Making a committee nomination

Before the AGM, owners can nominate a candidate for election to the next body corporate committee. At the same time you receive your invitation to submit a motion, you’ll also be invited to nominate candidates for your body corporate committee. As for motions, you’ll need to return your nominations to the Secretary by the end of your body corporate’s financial year.

You can nominate up to three candidates depending on how many lots you own in a particular complex—again, these limits are set by the Body Corporate and Community Management Act.

Eligible candidates can be the owners themselves or their appointed power of attorney; you can nominate another lot owner, or an immediate family member (including adult children).

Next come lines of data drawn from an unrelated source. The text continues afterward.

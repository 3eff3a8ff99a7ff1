//! Config command handler

use crate::application::ports::ConfigStore;
use crate::domain::config::SwitchConfig;
use crate::domain::error::ConfigError;

use super::args::{is_valid_config_key, ConfigAction, VALID_CONFIG_KEYS};
use super::presenter::Presenter;

/// Handle config subcommand
pub async fn handle_config_command<S: ConfigStore>(
    action: ConfigAction,
    store: &S,
    presenter: &Presenter,
) -> Result<(), ConfigError> {
    match action {
        ConfigAction::Init => handle_init(store, presenter).await,
        ConfigAction::Show => handle_show(store, presenter).await,
        ConfigAction::Get { key } => handle_get(store, presenter, &key).await,
        ConfigAction::Set { key, value } => handle_set(store, presenter, &key, &value).await,
        ConfigAction::Path => {
            presenter.output(&store.path().display().to_string());
            Ok(())
        }
        ConfigAction::Reset => {
            store.save(&SwitchConfig::default()).await?;
            presenter.success("Configuration reset to defaults");
            Ok(())
        }
    }
}

async fn handle_init<S: ConfigStore>(store: &S, presenter: &Presenter) -> Result<(), ConfigError> {
    store.init().await?;
    presenter.success(&format!(
        "Config file created at: {}",
        store.path().display()
    ));
    Ok(())
}

async fn handle_show<S: ConfigStore>(store: &S, presenter: &Presenter) -> Result<(), ConfigError> {
    let config = store.load().await?;
    let json = serde_json::to_string_pretty(&config)
        .map_err(|e| ConfigError::WriteError(e.to_string()))?;
    presenter.output(&json);
    Ok(())
}

async fn handle_get<S: ConfigStore>(
    store: &S,
    presenter: &Presenter,
    key: &str,
) -> Result<(), ConfigError> {
    validate_key(key)?;
    let config = store.load().await?;
    presenter.key_value(key, &get_value(&config, key));
    Ok(())
}

async fn handle_set<S: ConfigStore>(
    store: &S,
    presenter: &Presenter,
    key: &str,
    value: &str,
) -> Result<(), ConfigError> {
    validate_key(key)?;

    let mut config = store.load().await?;
    set_value(&mut config, key, value)?;
    store.save(&config).await?;

    presenter.success(&format!("{} = {}", key, value));
    Ok(())
}

fn validate_key(key: &str) -> Result<(), ConfigError> {
    if is_valid_config_key(key) {
        return Ok(());
    }
    Err(ConfigError::ValidationError {
        key: key.to_string(),
        message: format!("Unknown key. Valid keys: {}", VALID_CONFIG_KEYS.join(", ")),
    })
}

fn get_value(config: &SwitchConfig, key: &str) -> String {
    match key {
        "open_mic" => config.open_mic.join(", "),
        "open_output" => config.open_output.join(", "),
        "open_camera" => config.open_camera.join(", "),
        "closed_mic" => config.closed_mic.join(", "),
        "closed_output" => config.closed_output.join(", "),
        "closed_camera" => config.closed_camera.join(", "),
        "blocked_mic_keywords" => config.blocked_mic_keywords.join(", "),
        "blocked_output_keywords" => config.blocked_output_keywords.join(", "),
        "stream_cam_keyword" => config.stream_cam_keyword.clone(),
        "allow_builtin_speakers" => config.allow_builtin_speakers.to_string(),
        _ => unreachable!(), // Already validated
    }
}

fn set_value(config: &mut SwitchConfig, key: &str, value: &str) -> Result<(), ConfigError> {
    match key {
        "open_mic" => config.open_mic = parse_list(value),
        "open_output" => config.open_output = parse_list(value),
        "open_camera" => config.open_camera = parse_list(value),
        "closed_mic" => config.closed_mic = parse_list(value),
        "closed_output" => config.closed_output = parse_list(value),
        "closed_camera" => config.closed_camera = parse_list(value),
        "blocked_mic_keywords" => config.blocked_mic_keywords = parse_list(value),
        "blocked_output_keywords" => config.blocked_output_keywords = parse_list(value),
        "stream_cam_keyword" => config.stream_cam_keyword = value.trim().to_string(),
        "allow_builtin_speakers" => {
            config.allow_builtin_speakers =
                parse_bool(value).ok_or_else(|| ConfigError::ValidationError {
                    key: key.to_string(),
                    message: "Value must be 'true' or 'false'".to_string(),
                })?
        }
        _ => unreachable!(), // Already validated
    }
    Ok(())
}

/// Comma-separated device names; empty segments are dropped
fn parse_list(value: &str) -> Vec<String> {
    value
        .split(',')
        .map(str::trim)
        .filter(|s| !s.is_empty())
        .map(String::from)
        .collect()
}

fn parse_bool(value: &str) -> Option<bool> {
    match value.to_ascii_lowercase().as_str() {
        "true" | "1" | "yes" => Some(true),
        "false" | "0" | "no" => Some(false),
        _ => None,
    }
}

#[cfg(test)]
mod tests {
    use super::*;
    use crate::infrastructure::JsonConfigStore;

    fn temp_store() -> (tempfile::TempDir, JsonConfigStore) {
        let dir = tempfile::tempdir().unwrap();
        let store = JsonConfigStore::with_path(dir.path().join("config.json"));
        (dir, store)
    }

    #[test]
    fn parse_list_trims_and_drops_empties() {
        assert_eq!(
            parse_list("Logi StreamCam, Desk Mic,, "),
            vec!["Logi StreamCam".to_string(), "Desk Mic".to_string()]
        );
        assert!(parse_list("").is_empty());
    }

    #[test]
    fn parse_bool_accepts_variants() {
        assert_eq!(parse_bool("TRUE"), Some(true));
        assert_eq!(parse_bool("0"), Some(false));
        assert_eq!(parse_bool("maybe"), None);
    }

    #[tokio::test]
    async fn set_list_key_persists() {
        let (_dir, store) = temp_store();
        let presenter = Presenter::new();

        handle_config_command(
            ConfigAction::Set {
                key: "closed_mic".to_string(),
                value: "Logi StreamCam, Desk Mic".to_string(),
            },
            &store,
            &presenter,
        )
        .await
        .unwrap();

        let config = store.load().await.unwrap();
        assert_eq!(
            config.closed_mic,
            vec!["Logi StreamCam".to_string(), "Desk Mic".to_string()]
        );
    }

    #[tokio::test]
    async fn set_bool_key_validates() {
        let (_dir, store) = temp_store();
        let presenter = Presenter::new();

        let err = handle_config_command(
            ConfigAction::Set {
                key: "allow_builtin_speakers".to_string(),
                value: "maybe".to_string(),
            },
            &store,
            &presenter,
        )
        .await
        .unwrap_err();

        assert!(matches!(err, ConfigError::ValidationError { .. }));
    }

    #[tokio::test]
    async fn unknown_key_is_rejected() {
        let (_dir, store) = temp_store();
        let presenter = Presenter::new();

        let err = handle_config_command(
            ConfigAction::Get {
                key: "api_key".to_string(),
            },
            &store,
            &presenter,
        )
        .await
        .unwrap_err();

        assert!(matches!(err, ConfigError::ValidationError { .. }));
    }

    #[tokio::test]
    async fn reset_restores_defaults() {
        let (_dir, store) = temp_store();
        let presenter = Presenter::new();

        handle_config_command(
            ConfigAction::Set {
                key: "stream_cam_keyword".to_string(),
                value: "Brio".to_string(),
            },
            &store,
            &presenter,
        )
        .await
        .unwrap();

        handle_config_command(ConfigAction::Reset, &store, &presenter)
            .await
            .unwrap();

        assert_eq!(store.load().await.unwrap(), SwitchConfig::default());
    }
}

Being a committee member takes commitment, and no little effort, so if you’re thinking about nominating yourself for a position, talk to one of the incumbents first about how much time they put in. Equally, if you’re thinking about nominating someone else, be sure to discuss with them whether they’d be interested in the role, and able to commit to the necessary work for the next 12 months.

Proxies—Who and How

Another of the documents you’ll get with your invitation to the AGM will be a Proxy Form. If you can’t go to the meeting yourself, use this form to nominate someone who can attend to vote on your behalf—either under your direction, or at their own discretion. Make sure you talk to the person you’re nominating first to check they will be able to attend the meeting, and that they’re happy to act in your place. Your proxy can be anyone who is happy to attend the meeting on your behalf; it doesn’t have to be another owner.

There are limits to how many proxies one individual can hold at an AGM, so ask your nominee if they’ll be holding any other owners’ proxies at the meeting, and how many so you can find someone else if they’re at their limit. (You can check the limit with your body corporate’s Secretary or your body corporate manager.) And be sure to return the form by the deadline set in the notification documents.

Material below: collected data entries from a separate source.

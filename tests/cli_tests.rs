//! CLI integration tests

use assert_cmd::Command;
use predicates::prelude::*;

fn autodock_bin() -> Command {
    Command::new(env!("CARGO_BIN_EXE_autodock"))
}

#[test]
fn help_output() {
    autodock_bin()
        .arg("--help")
        .assert()
        .success()
        .stdout(predicate::str::contains("posture"))
        .stdout(predicate::str::contains("run"))
        .stdout(predicate::str::contains("devices"))
        .stdout(predicate::str::contains("override"))
        .stdout(predicate::str::contains("clear"))
        .stdout(predicate::str::contains("config"));
}

#[test]
fn version_output() {
    autodock_bin()
        .arg("--version")
        .assert()
        .success()
        .stdout(predicate::str::contains("autodock"))
        .stdout(predicate::str::contains(env!("CARGO_PKG_VERSION")));
}

#[test]
fn run_help_lists_timing_flags() {
    autodock_bin()
        .args(["run", "--help"])
        .assert()
        .success()
        .stdout(predicate::str::contains("--debounce-ms"))
        .stdout(predicate::str::contains("--poll-secs"))
        .stdout(predicate::str::contains("--rescan-secs"))
        .stdout(predicate::str::contains("--notify"));
}

#[test]
fn config_path_command() {
    let dir = tempfile::tempdir().unwrap();

    autodock_bin()
        .env("XDG_CONFIG_HOME", dir.path())
        .args(["config", "path"])
        .assert()
        .success()
        .stdout(predicate::str::contains("autodock"))
        .stdout(predicate::str::contains("config.json"));
}

#[test]
fn config_show_prints_defaults() {
    let dir = tempfile::tempdir().unwrap();

    autodock_bin()
        .env("XDG_CONFIG_HOME", dir.path())
        .args(["config", "show"])
        .assert()
        .success()
        .stdout(predicate::str::contains("stream_cam_keyword"))
        .stdout(predicate::str::contains("StreamCam"));
}

#[test]
fn config_set_then_get_round_trips() {
    let dir = tempfile::tempdir().unwrap();

    autodock_bin()
        .env("XDG_CONFIG_HOME", dir.path())
        .args(["config", "set", "closed_mic", "Logi StreamCam, Desk Mic"])
        .assert()
        .success();

    autodock_bin()
        .env("XDG_CONFIG_HOME", dir.path())
        .args(["config", "get", "closed_mic"])
        .assert()
        .success()
        .stdout(predicate::str::contains("Logi StreamCam, Desk Mic"));
}

#[test]
fn config_set_rejects_unknown_key() {
    let dir = tempfile::tempdir().unwrap();

    autodock_bin()
        .env("XDG_CONFIG_HOME", dir.path())
        .args(["config", "set", "api_key", "value"])
        .assert()
        .failure()
        .stderr(predicate::str::contains("Unknown key"));
}

#[test]
fn config_init_refuses_second_run() {
    let dir = tempfile::tempdir().unwrap();

    autodock_bin()
        .env("XDG_CONFIG_HOME", dir.path())
        .args(["config", "init"])
        .assert()
        .success();

    autodock_bin()
        .env("XDG_CONFIG_HOME", dir.path())
        .args(["config", "init"])
        .assert()
        .failure()
        .stderr(predicate::str::contains("already exists"));
}

#[test]
fn status_without_daemon_fails() {
    let dir = tempfile::tempdir().unwrap();

    autodock_bin()
        .env("XDG_RUNTIME_DIR", dir.path())
        .arg("status")
        .assert()
        .failure()
        .stderr(predicate::str::contains("No daemon running"));
}

#[test]
fn override_rejects_unknown_category() {
    autodock_bin()
        .args(["override", "projector", "Some Device"])
        .assert()
        .failure();
}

See article – Proxy Votes: should you give your voting right to someone else?

Congratulations! You’re ready for your first AGM

All the rules, regulations and formalities around AGMs can seem daunting, but your body corporate manager will be there to help you and the committee to understand and meet all your obligations. The most important thing to remember is to ask questions if you’re not sure of anything—and ask them sooner than later. Otherwise, you may have to wait until the next body corporate committee meeting, or even the next Annual General Meeting, before you can make any progress.

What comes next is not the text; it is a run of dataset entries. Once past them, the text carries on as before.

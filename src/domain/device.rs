//! Device value objects

use std::fmt;
use std::str::FromStr;

use serde::{Deserialize, Serialize};

use super::error::InvalidCategoryError;

/// OS-assigned audio device id, stable only within a boot session.
#[derive(Debug, Clone, Copy, PartialEq, Eq, Hash, Serialize, Deserialize)]
pub struct AudioDeviceId(pub u32);

impl fmt::Display for AudioDeviceId {
    fn fmt(&self, f: &mut fmt::Formatter<'_>) -> fmt::Result {
        write!(f, "{}", self.0)
    }
}

/// Transport a device is attached over.
#[derive(Debug, Clone, Copy, PartialEq, Eq, Serialize, Deserialize)]
#[serde(rename_all = "snake_case")]
pub enum Transport {
    BuiltIn,
    Usb,
    Bluetooth,
    BluetoothLe,
    Hdmi,
    Aggregate,
    Virtual,
    Unknown,
}

impl fmt::Display for Transport {
    fn fmt(&self, f: &mut fmt::Formatter<'_>) -> fmt::Result {
        let label = match self {
            Transport::BuiltIn => "built-in",
            Transport::Usb => "usb",
            Transport::Bluetooth => "bluetooth",
            Transport::BluetoothLe => "bluetooth-le",
            Transport::Hdmi => "hdmi",
            Transport::Aggregate => "aggregate",
            Transport::Virtual => "virtual",
            Transport::Unknown => "unknown",
        };
        write!(f, "{}", label)
    }
}

/// A physical audio device with input and/or output endpoints.
///
/// The numeric `id` is only valid for the current boot session; `uid` is
/// the persistent identity string the OS layer provides. Overrides and
/// priority lists match on `name`, since reconnecting a USB or Bluetooth
/// device often yields a new id but the same name.
#[derive(Debug, Clone, PartialEq, Eq)]
pub struct AudioDevice {
    pub id: AudioDeviceId,
    pub uid: String,
    pub name: String,
    pub transport: Transport,
    pub has_input: bool,
    pub has_output: bool,
}

impl AudioDevice {
    pub fn is_built_in(&self) -> bool {
        self.transport == Transport::BuiltIn
    }

    pub fn is_bluetooth(&self) -> bool {
        matches!(self.transport, Transport::Bluetooth | Transport::BluetoothLe)
    }

    pub fn is_usb(&self) -> bool {
        self.transport == Transport::Usb
    }

    pub fn is_hdmi(&self) -> bool {
        self.transport == Transport::Hdmi
    }
}

/// A camera device.
#[derive(Debug, Clone, PartialEq, Eq)]
pub struct VideoDevice {
    pub uid: String,
    pub name: String,
    pub is_built_in: bool,
}

/// Device category a selection or override applies to.
#[derive(Debug, Clone, Copy, PartialEq, Eq, Hash, Serialize, Deserialize)]
#[serde(rename_all = "lowercase")]
pub enum DeviceCategory {
    Mic,
    Output,
    Camera,
}

impl DeviceCategory {
    pub const ALL: [DeviceCategory; 3] = [
        DeviceCategory::Mic,
        DeviceCategory::Output,
        DeviceCategory::Camera,
    ];
}

impl fmt::Display for DeviceCategory {
    fn fmt(&self, f: &mut fmt::Formatter<'_>) -> fmt::Result {
        match self {
            DeviceCategory::Mic => write!(f, "mic"),
            DeviceCategory::Output => write!(f, "output"),
            DeviceCategory::Camera => write!(f, "camera"),
        }
    }
}

impl FromStr for DeviceCategory {
    type Err = InvalidCategoryError;

    fn from_str(s: &str) -> Result<Self, Self::Err> {
        match s.to_ascii_lowercase().as_str() {
            "mic" | "input" | "microphone" => Ok(DeviceCategory::Mic),
            "output" | "speaker" | "speakers" => Ok(DeviceCategory::Output),
            "camera" | "cam" => Ok(DeviceCategory::Camera),
            _ => Err(InvalidCategoryError {
                input: s.to_string(),
            }),
        }
    }
}
//! Presentation sink for the CLI daemon

use std::sync::{Arc, Mutex};

use crate::application::applier::ApplyOutcome;
use crate::application::ports::{NotificationIcon, Notifier, PresentationSink};
use crate::domain::{Posture, Selection};
use crate::infrastructure::NotifySendNotifier;

use super::presenter::Presenter;

/// Prints every interesting evaluation and optionally mirrors switches to
/// desktop notifications.
///
/// Quiet evaluations (same posture, nothing rewritten, no errors) produce
/// no output; the daemon would otherwise narrate every debounce tick.
pub struct CliSink {
    presenter: Presenter,
    notifier: Option<Arc<NotifySendNotifier>>,
    last_posture: Mutex<Option<Posture>>,
}

impl CliSink {
    pub fn new(notify: bool) -> Self {
        Self {
            presenter: Presenter::new(),
            notifier: notify.then(|| Arc::new(NotifySendNotifier::new())),
            last_posture: Mutex::new(None),
        }
    }
}

impl PresentationSink for CliSink {
    fn selection_applied(&self, selection: &Selection, posture: Posture, outcome: &ApplyOutcome) {
        let posture_changed = {
            let mut last = self.last_posture.lock().unwrap_or_else(|e| e.into_inner());
            let changed = *last != Some(posture);
            *last = Some(posture);
            changed
        };
        let interesting = posture_changed || outcome.switched_anything();

        if interesting {
            self.presenter.selection(posture, selection);
        }
        if outcome.input_switched {
            if let Some(mic) = &selection.mic {
                self.presenter.switched("mic", &mic.name);
            }
        }
        if outcome.output_switched {
            if let Some(output) = &selection.output {
                self.presenter.switched("output", &output.name);
            }
        }
        for error in &outcome.errors {
            self.presenter.warn(&error.to_string());
        }

        if interesting {
            if let Some(notifier) = &self.notifier {
                let notifier = Arc::clone(notifier);
                let title = selection.reason.clone();
                let body = selection.summary();
                tokio::spawn(async move {
                    let _ = notifier.notify(&title, &body, NotificationIcon::Info).await;
                });
            }
        }
    }
}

Image credit: Nicole Honeywill, Unsplash

By Kelly Borell

I have a Diploma in Business Management, Cert IV Property Services (Operations) and thoroughly enjoy working in the Strata Management industry. I particularly enjoy building a good rapport with people and providing reliable help.

3 replies on “Not So Secret Squirrel: What To Expect At Your Building AGMs”

Thanks Kelly very helpfull.
Just a couple of quick questions:-

1. My Body Corp Committee comprises four persons (over 50 units) without any formal positions listed such as Pres; Sec or Treas.

2. A maintenance upgrade is proposed by the committee estimated at $8M, yet there is no info on how to raise the funds. What are the means of raising the required monies.

Hi Graham,

An $8 million upgrade seems like more than a quick question : )

Firstly, there is a legislative requirement to appoint an executive. Please see the below link for details on this.


I would suggest you review that with your committee and body corporate manager and seek to have the positions filled asap.

For raising funds – if you don’t have the money in reserve this can be done through levies, by raising a special levy or via a strata loan. Maintenance proposals themselves may not consider how to raise the funds butthe Committee will have to and, if you look to proceed, you will have to arrange details about how you plan to pay and most likely vote on the matter. If the committee aren’t sure about these matters you should be having meetings with your body corporate manager who can guide you through the process.